Well, it’s official. Mr. Grumble has lodged his first-ever complaint!
My husband has been the focus of dozens of my newspaper columns over the years. I’ve teased about his house-keeping skills. I’ve blabbed about his idiosyncrasies. I’ve chuckled over his lack of grace, his shyness, and his typical maleness. I’ve told my readers about his love of junk and how his pat-rack tendencies irritate me, and I’ve even shared the story about the time he picked up a half-frozen dog turd, thinking it was a rock.
Oh, dear. That one still gets to me. Pardon me while I giggle in glee at the memory of that day!
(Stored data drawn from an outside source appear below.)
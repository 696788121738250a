//! Merge/split/redeem handling (SPEC_FULL.md §4.5): these activity events
//! share trade events' 2 s aggregation window but never produce a fill —
//! each aggregated group is persisted directly as a SKIP.
//!
//! Grounded on [`crate::aggregate::window::Aggregator`]'s per-key
//! single-timer idiom, generalized from `(leader, token, side)` to
//! `(leader, activityType, sortedAssetIds)`.

use crate::book::cache::now_ms;
use crate::error::PersistenceError;
use crate::ledger::Store;
use crate::model::{CopyAttempt, Decision, PendingActivityEvent, PortfolioScope, ReasonCode, SourceType};
use chrono::{DateTime, TimeZone, Utc};
use parking_lot::Mutex;
use std::collections::HashMap;
use std::sync::Arc;
use tokio::sync::mpsc;
use tokio::time::Duration;

pub const WINDOW_MS: i64 = 2_000;

#[derive(Debug, Clone)]
pub struct ActivityGroup {
    pub group_key: String,
    pub followed_user_id: String,
    pub activity_type: String,
    pub asset_ids: Vec<String>,
    pub window_start: DateTime<Utc>,
    pub contributing_event_ids: Vec<String>,
}

struct PendingActivityGroup {
    events: Vec<PendingActivityEvent>,
    window_start_ms: i64,
}

pub struct ActivityAggregator {
    inner: Mutex<HashMap<String, PendingActivityGroup>>,
    emit: mpsc::UnboundedSender<ActivityGroup>,
}

impl ActivityAggregator {
    pub fn new(emit: mpsc::UnboundedSender<ActivityGroup>) -> Arc<Self> {
        Arc::new(ActivityAggregator { inner: Mutex::new(HashMap::new()), emit })
    }

    pub fn ingest(self: &Arc<Self>, event: PendingActivityEvent) {
        let window_start_ms = floor_window(event.detect_time.timestamp_millis(), WINDOW_MS);
        let key = activity_key(&event.followed_user_id, &event.activity_type, &event.asset_ids);

        let is_new = {
            let mut inner = self.inner.lock();
            let is_new = !inner.contains_key(&key);
            let entry = inner
                .entry(key.clone())
                .or_insert_with(|| PendingActivityGroup { events: Vec::new(), window_start_ms });
            entry.events.push(event);
            is_new
        };

        if is_new {
            let this = self.clone();
            let key_for_task = key.clone();
            tokio::spawn(async move {
                let delay_ms = (window_start_ms + WINDOW_MS - now_ms()).max(0);
                tokio::time::sleep(Duration::from_millis(delay_ms as u64)).await;
                this.flush_key(&key_for_task);
            });
        }
    }

    fn flush_key(&self, key: &str) {
        let pending = self.inner.lock().remove(key);
        let Some(pending) = pending else { return };
        if pending.events.is_empty() {
            return;
        }
        let group = build_group(pending);
        let _ = self.emit.send(group);
    }

    pub fn force_flush_all(&self) {
        let keys: Vec<String> = self.inner.lock().keys().cloned().collect();
        for key in keys {
            self.flush_key(&key);
        }
    }

    pub fn pending_key_count(&self) -> usize {
        self.inner.lock().len()
    }
}

fn floor_window(time_ms: i64, window_ms: i64) -> i64 {
    time_ms.div_euclid(window_ms) * window_ms
}

fn millis_to_datetime(ms: i64) -> DateTime<Utc> {
    Utc.timestamp_millis_opt(ms).single().unwrap_or_else(|| Utc.timestamp_millis_opt(0).unwrap())
}

fn sorted_asset_ids(asset_ids: &[String]) -> Vec<String> {
    let mut sorted = asset_ids.to_vec();
    sorted.sort();
    sorted
}

pub fn activity_key(followed_user_id: &str, activity_type: &str, asset_ids: &[String]) -> String {
    format!("{}:{}:{}", followed_user_id, activity_type, sorted_asset_ids(asset_ids).join(","))
}

fn build_group(pending: PendingActivityGroup) -> ActivityGroup {
    let first = &pending.events[0];
    let followed_user_id = first.followed_user_id.clone();
    let activity_type = first.activity_type.clone();
    let mut asset_ids: Vec<String> = Vec::new();
    let mut earliest_detect_time = first.detect_time;
    let mut contributing_event_ids = Vec::with_capacity(pending.events.len());
    for event in &pending.events {
        for id in &event.asset_ids {
            if !asset_ids.contains(id) {
                asset_ids.push(id.clone());
            }
        }
        earliest_detect_time = earliest_detect_time.min(event.detect_time);
        contributing_event_ids.push(event.id.clone());
    }
    asset_ids.sort();

    ActivityGroup {
        group_key: format!(
            "{}:{}:{}:{}",
            followed_user_id,
            activity_type,
            asset_ids.join(","),
            millis_to_datetime(pending.window_start_ms).to_rfc3339()
        ),
        followed_user_id,
        activity_type,
        asset_ids,
        window_start: earliest_detect_time,
        contributing_event_ids,
    }
}

/// Persists an `ActivityGroup` as a SKIP for `EXEC_GLOBAL` and `EXEC_USER`.
/// No `SHADOW_USER` record: there is no notional to mirror and no leader
/// exposure to track here.
pub fn persist_activity_group(store: &Store, group: &ActivityGroup) -> Result<Vec<CopyAttempt>, PersistenceError> {
    let mut attempts = Vec::with_capacity(2);
    for scope in [PortfolioScope::ExecGlobal, PortfolioScope::ExecUser] {
        let attempt = CopyAttempt {
            id: uuid::Uuid::new_v4().to_string(),
            portfolio_scope: scope,
            followed_user_id: Some(group.followed_user_id.clone()),
            group_key: group.group_key.clone(),
            decision: Decision::Skip,
            reason_codes: vec![ReasonCode::MergeSplitNotApplicable],
            source_type: SourceType::Aggregator,
            buffered_trade_count: group.contributing_event_ids.len() as u32,
            target_notional_micros: crate::model::Amount::zero(),
            filled_notional_micros: crate::model::Amount::zero(),
            filled_share_micros: crate::model::Amount::zero(),
            vwap_price_micros: 0,
            filled_ratio_bps: 0,
            their_reference_price_micros: 0,
            mid_price_micros_at_decision: 0,
            created_at: chrono::Utc::now(),
        };
        store.upsert_copy_attempt(&attempt)?;
        attempts.push(attempt);
    }
    Ok(attempts)
}

#[cfg(test)]
mod tests {
    use super::*;

    fn event(id: &str, leader: &str, activity_type: &str, asset_ids: &[&str], detect_time_ms: i64) -> PendingActivityEvent {
        PendingActivityEvent {
            id: id.to_string(),
            followed_user_id: leader.to_string(),
            activity_type: activity_type.to_string(),
            asset_ids: asset_ids.iter().map(|s| s.to_string()).collect(),
            detect_time: millis_to_datetime(detect_time_ms),
        }
    }

    #[test]
    fn activity_key_ignores_asset_id_order() {
        let a = activity_key("leader-1", "MERGE", &["b".to_string(), "a".to_string()]);
        let b = activity_key("leader-1", "MERGE", &["a".to_string(), "b".to_string()]);
        assert_eq!(a, b);
    }

    #[test]
    fn build_group_dedupes_asset_ids_and_sorts() {
        let pending = PendingActivityGroup {
            events: vec![
                event("e1", "leader-1", "SPLIT", &["tok-b"], 1_000),
                event("e2", "leader-1", "SPLIT", &["tok-a", "tok-b"], 1_200),
            ],
            window_start_ms: 0,
        };
        let group = build_group(pending);
        assert_eq!(group.asset_ids, vec!["tok-a".to_string(), "tok-b".to_string()]);
        assert_eq!(group.contributing_event_ids.len(), 2);
    }

    #[tokio::test]
    async fn ingest_flushes_after_window_elapses() {
        let (tx, mut rx) = mpsc::unbounded_channel();
        let aggregator = ActivityAggregator::new(tx);
        let now = now_ms();
        aggregator.ingest(event("e1", "leader-1", "REDEEM", &["tok-a"], now));
        assert_eq!(aggregator.pending_key_count(), 1);

        let group = tokio::time::timeout(Duration::from_millis(WINDOW_MS as u64 + 500), rx.recv())
            .await
            .expect("group should flush within window + margin")
            .expect("channel open");
        assert_eq!(group.activity_type, "REDEEM");
        assert_eq!(aggregator.pending_key_count(), 0);
    }

    #[test]
    fn persist_activity_group_writes_global_and_user_skip() {
        let store = Store::open_in_memory().unwrap();
        let group = ActivityGroup {
            group_key: "leader-1:MERGE:tok-a:2026-01-01T00:00:00Z".to_string(),
            followed_user_id: "leader-1".to_string(),
            activity_type: "MERGE".to_string(),
            asset_ids: vec!["tok-a".to_string()],
            window_start: Utc::now(),
            contributing_event_ids: vec!["e1".to_string()],
        };
        let attempts = persist_activity_group(&store, &group).unwrap();
        assert_eq!(attempts.len(), 2);
        assert!(attempts.iter().all(|a| a.decision == Decision::Skip));
        assert!(attempts.iter().all(|a| a.reason_codes == vec![ReasonCode::MergeSplitNotApplicable]));
    }
}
It’s just that…oh, the expression on his face! The utter horror as his fingers sunk into the ‘pebble’…the disgust as he tried to extend the length of his arm past its means as he ran to the house to wash off the ‘rock fragments’… and even the pique at ME, for not warning him in advance that stones in Maine were rarely elongated or a bit curly, nor did they have embedded hair in them. I’m such a wayward wife. I really need to do a better job at protecting Mr. Grumble from himself!
I'll say it again. Oh, dear…
Now, where was I? Oh yes... my husband has voiced a protest. He read my premiere posting on GAG, which recounted the details of our wedding anniversary and how he’d forgotten it (although by the time he saw the article, it was also my featured column in The Irregular) and he took umbrage with me. Oh, not for writing the article…he knows I’m irrepressible when I’ve got the urge to tell a story. His indignation stems from the fact that he believes the story is not factual. He still claims he did not forget our anniversary. And because he didn’t forget, I shouldn’t go around telling people he did.
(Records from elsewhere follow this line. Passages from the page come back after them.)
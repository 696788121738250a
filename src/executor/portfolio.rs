//! Portfolio-state reader (SPEC_FULL.md §4.4.2).
//!
//! Grounded on the teacher's `vault/paper_ledger.rs` equity/exposure
//! bookkeeping, generalized from its in-memory ledger to persisted-row
//! queries against [`crate::ledger::Store`].

use crate::error::PersistenceError;
use crate::ledger::Store;
use crate::model::{PortfolioScope, PortfolioState, Side};

/// Decided per SPEC_FULL §9: shadow portfolios (non-executing leader
/// mirrors) have no bankroll concept, so a cold shadow scope is valued at a
/// large default equity rather than the system's executable bankroll.
pub const SHADOW_DEFAULT_EQUITY_MICROS: i64 = 1_000_000_000_000;

pub struct PortfolioReader<'a> {
    store: &'a Store,
}

impl<'a> PortfolioReader<'a> {
    pub fn new(store: &'a Store) -> Self {
        PortfolioReader { store }
    }

    pub fn read(
        &self,
        scope: PortfolioScope,
        followed_user_id: Option<&str>,
        initial_bankroll_micros: i64,
    ) -> Result<PortfolioState, PersistenceError> {
        let fallback_equity = match scope {
            PortfolioScope::ExecGlobal | PortfolioScope::ExecUser => initial_bankroll_micros,
            PortfolioScope::ShadowUser => SHADOW_DEFAULT_EQUITY_MICROS,
        };
        self.store.compute_portfolio_state(scope, followed_user_id, fallback_equity)
    }

    /// `E_L` in §4.4.4's budgeted-dynamic formula: the leader's current
    /// exposure as valued by their `SHADOW_USER` mirror.
    pub fn shadow_leader_exposure(&self, followed_user_id: &str) -> Result<i64, PersistenceError> {
        let state = self.read(PortfolioScope::ShadowUser, Some(followed_user_id), 0)?;
        Ok(state.total_exposure_micros)
    }

    /// SELL on a current long, or BUY on a current short, for
    /// `(scope, followedUserId, assetId)` (SPEC_FULL §4.4.5/§4.4.7).
    pub fn is_reducing_exposure(
        &self,
        scope: PortfolioScope,
        followed_user_id: Option<&str>,
        asset_id: &str,
        side: Side,
    ) -> Result<bool, PersistenceError> {
        let per_asset = self.store.net_share_deltas_by_asset(scope, followed_user_id)?;
        let current = per_asset.get(asset_id).map(|a| a.is_positive()).unwrap_or(false);
        let current_short = per_asset.get(asset_id).map(|a| a.is_negative()).unwrap_or(false);
        Ok(match side {
            Side::Sell => current,
            Side::Buy => current_short,
        })
    }
}

#[cfg(test)]
mod tests {
    use super::*;

    #[test]
    fn cold_global_scope_falls_back_to_initial_bankroll() {
        let store = Store::open_in_memory().unwrap();
        let reader = PortfolioReader::new(&store);
        let state = reader.read(PortfolioScope::ExecGlobal, None, 1_000_000_000).unwrap();
        assert_eq!(state.equity_micros, 1_000_000_000);
    }

    #[test]
    fn cold_shadow_scope_falls_back_to_large_default() {
        let store = Store::open_in_memory().unwrap();
        let reader = PortfolioReader::new(&store);
        let state = reader.read(PortfolioScope::ShadowUser, Some("leader-1"), 1_000_000_000).unwrap();
        assert_eq!(state.equity_micros, SHADOW_DEFAULT_EQUITY_MICROS);
    }

    #[test]
    fn sell_on_a_long_is_reducing_buy_on_a_long_is_not() {
        use crate::model::{Amount, EntryType, LedgerEntry};

        let store = Store::open_in_memory().unwrap();
        let entry = LedgerEntry {
            id: "e1".to_string(),
            portfolio_scope: PortfolioScope::ExecUser,
            followed_user_id: Some("leader-1".to_string()),
            market_id: "tok".to_string(),
            asset_id: "tok".to_string(),
            entry_type: EntryType::TradeFill,
            share_delta_micros: Amount::from_i64(10_000_000),
            cash_delta_micros: Amount::from_i64(-5_000_000),
            price_micros: 500_000,
            ref_id: "copy:1".to_string(),
            created_at: chrono::Utc::now(),
        };
        store.insert_ledger_entry_idempotent(&entry).unwrap();

        let reader = PortfolioReader::new(&store);
        assert!(reader.is_reducing_exposure(PortfolioScope::ExecUser, Some("leader-1"), "tok", Side::Sell).unwrap());
        assert!(!reader.is_reducing_exposure(PortfolioScope::ExecUser, Some("leader-1"), "tok", Side::Buy).unwrap());
    }

    #[test]
    fn flat_position_is_never_reducing() {
        let store = Store::open_in_memory().unwrap();
        let reader = PortfolioReader::new(&store);
        assert!(!reader.is_reducing_exposure(PortfolioScope::ExecUser, Some("leader-1"), "tok", Side::Buy).unwrap());
        assert!(!reader.is_reducing_exposure(PortfolioScope::ExecUser, Some("leader-1"), "tok", Side::Sell).unwrap());
    }
}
"Well, honey…if you didn’t forget, what would you call it?”
His brow knits in concentration."I simply didn’t realize the month had advanced as quickly as it had!”
“Oh, give me a break! You forgot it was our anniversary!”
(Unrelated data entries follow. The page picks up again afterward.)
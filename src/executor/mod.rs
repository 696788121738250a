//! Executor (SPEC_FULL.md §4.4): the module wiring plus the multi-scope
//! dispatch that sits above the single-scope pipeline.
//!
//! Grounded on `main.rs`'s `AppState`/background-task wiring for the
//! services-injection shape, generalized from one dry-run/live adapter pair
//! to the three portfolio scopes named in SPEC_FULL §3's data model
//! ("written once per group per scope").

pub mod activity;
pub mod executor;
pub mod guardrails;
pub mod portfolio;
pub mod simulate;
pub mod sizing;

pub use executor::{dry_run_group, execute_group, Services};

use crate::aggregate::buffer::BufferFlush;
use crate::error::PersistenceError;
use crate::model::{CopyAttempt, Decision, PortfolioScope, ReasonCode, SourceType, TradeEventGroup};
use tracing::{error, warn};

/// Runs one `TradeEventGroup` against every applicable portfolio scope.
///
/// `EXEC_GLOBAL` and `EXEC_USER` both run the real pipeline (pooled config
/// for the former, per-leader overrides for the latter); `SHADOW_USER`
/// always runs as a 1:1 raw mirror — it exists solely to track a leader's
/// own exposure (`E_L`) for budgeted-dynamic sizing, so it bypasses sizing,
/// budget enforcement, and guardrails entirely (see `execute_group`'s
/// `shadow_mirror` flag).
pub async fn dispatch_group(services: &Services, group: &TradeEventGroup) -> Vec<CopyAttempt> {
    let mut attempts = Vec::with_capacity(3);

    for (scope, shadow_mirror) in [
        (PortfolioScope::ExecGlobal, false),
        (PortfolioScope::ExecUser, false),
        (PortfolioScope::ShadowUser, true),
    ] {
        if scope != PortfolioScope::ExecGlobal && group.followed_user_id.is_none() {
            continue;
        }
        match execute_group(services, group, scope, shadow_mirror).await {
            Ok(attempt) => attempts.push(attempt),
            Err(e) => error!(error = %e, scope = %scope, group_key = %group.group_key, "execute_group failed"),
        }
    }

    attempts
}

/// Persists a buffer-level skip (`BELOW_MIN_EXEC_NOTIONAL`) that never made
/// it to a `TradeEventGroup`. Written for every scope the group would
/// otherwise have reached; the shadow mirror gets the same SKIP record
/// since the buffer discarded the net notional before a group could exist.
pub fn persist_buffer_skip(services: &Services, flush: BufferFlush) -> Result<Vec<CopyAttempt>, PersistenceError> {
    let BufferFlush::SkipBelowMinExec { followed_user_id, token_id: _, side: _, group_key } = flush else {
        warn!("persist_buffer_skip called with a BufferFlush::Group; ignoring");
        return Ok(Vec::new());
    };

    let mut attempts = Vec::with_capacity(2);
    for scope in [PortfolioScope::ExecGlobal, PortfolioScope::ExecUser] {
        let attempt = CopyAttempt {
            id: uuid::Uuid::new_v4().to_string(),
            portfolio_scope: scope,
            followed_user_id: Some(followed_user_id.clone()),
            group_key: group_key.clone(),
            decision: Decision::Skip,
            reason_codes: vec![ReasonCode::BelowMinExecNotional],
            source_type: SourceType::Buffer,
            buffered_trade_count: 0,
            target_notional_micros: crate::model::Amount::zero(),
            filled_notional_micros: crate::model::Amount::zero(),
            filled_share_micros: crate::model::Amount::zero(),
            vwap_price_micros: 0,
            filled_ratio_bps: 0,
            their_reference_price_micros: 0,
            mid_price_micros_at_decision: 0,
            created_at: chrono::Utc::now(),
        };
        services.store.upsert_copy_attempt(&attempt)?;
        attempts.push(attempt);
    }
    Ok(attempts)
}

#[cfg(test)]
mod tests {
    use super::*;
    use crate::book::BookService;
    use crate::config::ConfigStore;
    use crate::ledger::Store;
    use parking_lot::RwLock;
    use std::sync::Arc;

    async fn test_services() -> Services {
        let store = Store::open_in_memory().unwrap();
        let (service, _ws, _sweep) = BookService::new(
            "wss://example.invalid/ws".to_string(),
            "https://example.invalid".to_string(),
            store.clone(),
        );
        Services { book: Arc::new(service), store, config: Arc::new(RwLock::new(ConfigStore::default())) }
    }

    #[tokio::test]
    async fn dispatch_runs_global_and_user_and_shadow_for_a_leader_group() {
        let services = test_services().await;
        let group = TradeEventGroup {
            group_key: "leader-1:tok:BUY:2026-01-01T00:00:00Z".to_string(),
            followed_user_id: Some("leader-1".to_string()),
            token_id: "tok".to_string(),
            side: crate::model::Side::Buy,
            total_notional_micros: crate::model::Amount::from_i64(5_000_000),
            total_share_micros: crate::model::Amount::from_i64(10_000_000),
            vwap_price_micros: 500_000,
            source_type: SourceType::Immediate,
            buffered_trade_count: 1,
            window_start: chrono::Utc::now(),
            contributing_event_ids: vec!["e1".to_string()],
        };
        let attempts = dispatch_group(&services, &group).await;
        assert_eq!(attempts.len(), 3);
        let scopes: Vec<PortfolioScope> = attempts.iter().map(|a| a.portfolio_scope).collect();
        assert!(scopes.contains(&PortfolioScope::ExecGlobal));
        assert!(scopes.contains(&PortfolioScope::ExecUser));
        assert!(scopes.contains(&PortfolioScope::ShadowUser));
    }

    #[test]
    fn persist_buffer_skip_writes_global_and_user_only() {
        let services_rt = tokio::runtime::Runtime::new().unwrap();
        let services = services_rt.block_on(test_services());
        let flush = BufferFlush::SkipBelowMinExec {
            followed_user_id: "leader-1".to_string(),
            token_id: "tok".to_string(),
            side: crate::model::Side::Buy,
            group_key: "leader-1:tok:BUY:2026-01-01T00:00:00Z".to_string(),
        };
        let attempts = persist_buffer_skip(&services, flush).unwrap();
        assert_eq!(attempts.len(), 2);
        assert!(attempts.iter().all(|a| a.reason_codes == vec![ReasonCode::BelowMinExecNotional]));
    }
}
“No, Karen, I certainly did not. I simply forgot what the date was! I can prove it! I’ll even show you a check that I wrote out just two days before the fourteenth! I dated it the third!”
I can’t help but smile. Stupidity is an excellent defense. Any good attorney will tell you that.
“Okay, Mr. Grumble, I’ll give you that. You didn’t forget it was our anniversary; you misplaced nine days in August, instead. I do apologize for teasing you about it.”
“Well, all right then.” He wears a look of vindication. “But I’d like you to print a retraction.”
“A retraction…” Hmm. This sounds interesting.
“That’s right. I want your next blog to state that I did not forget our anniversary! I’m not insensitive, and I won’t have people thinking that I am.” Ooh, how resolved is his tone!
“Well, hon, I certainly don’t think I made you out as an uncaring jerk. Just a… mildly distracted one. Ah...man, that is–not jerk.” I smiled. “Are you sure, then, that you’d rather I told the absolute truth? That you are not insensitive, but rather, you merely lost track of more than a week, with no idea where it had gone? Because I’ll do that for you. I love you that much!”
“Thank you.” For my compliance, I receive a pat on my head as he walks by on his way out the door. He’s headed to a meeting, you see. Of the Township’s Historical Society. An August 28th meeting. And this is August 30th. The poor fellow.
I hope the other members didn’t think Mr. Grumble was insensitive when he failed to appear. He’s not. He’s just distracted.
Picking up half-frozen dog turds will do that to a man.